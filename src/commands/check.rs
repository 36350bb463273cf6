//! Check command implementation

use crate::cli::{CheckArgs, CheckFlag};
use crate::config::Config;
use crate::environment::Environment;
use crate::error::Result;

/// Run the check command. Returns the flag's value so the caller can map
/// it to an exit status.
pub fn run(args: CheckArgs, config: &Config) -> Result<bool> {
    let env = Environment::new(config);
    let value = evaluate(&env, args.flag);
    tracing::debug!(flag = ?args.flag, value, "check evaluated");
    println!("{}", value);
    Ok(value)
}

/// Read one flag through its facade accessor.
pub fn evaluate(env: &Environment, flag: CheckFlag) -> bool {
    match flag {
        CheckFlag::Windows => env.is_windows(),
        CheckFlag::Macos => env.is_macos(),
        CheckFlag::Linux => env.is_linux(),
        CheckFlag::Container => env.is_container(),
        CheckFlag::Docker => env.is_docker(),
        CheckFlag::Wsl => env.is_wsl(),
        CheckFlag::Kubernetes => env.is_kubernetes(),
        CheckFlag::Ci => env.is_ci(),
        CheckFlag::Cloud => env.is_cloud(),
        CheckFlag::Serverless => env.is_serverless(),
        CheckFlag::Elevated => env.is_elevated(),
        CheckFlag::Development => env.is_development(),
        CheckFlag::Production => env.is_production(),
    }
}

- _WORK INSTRUCTIONS_
Check the listing above for "bool". Show every line where it turns up.

- _ANSWER BOX_
pub fn run(args: CheckArgs, config: &Config) -> Result<bool> {
pub fn evaluate(env: &Environment, flag: CheckFlag) -> bool {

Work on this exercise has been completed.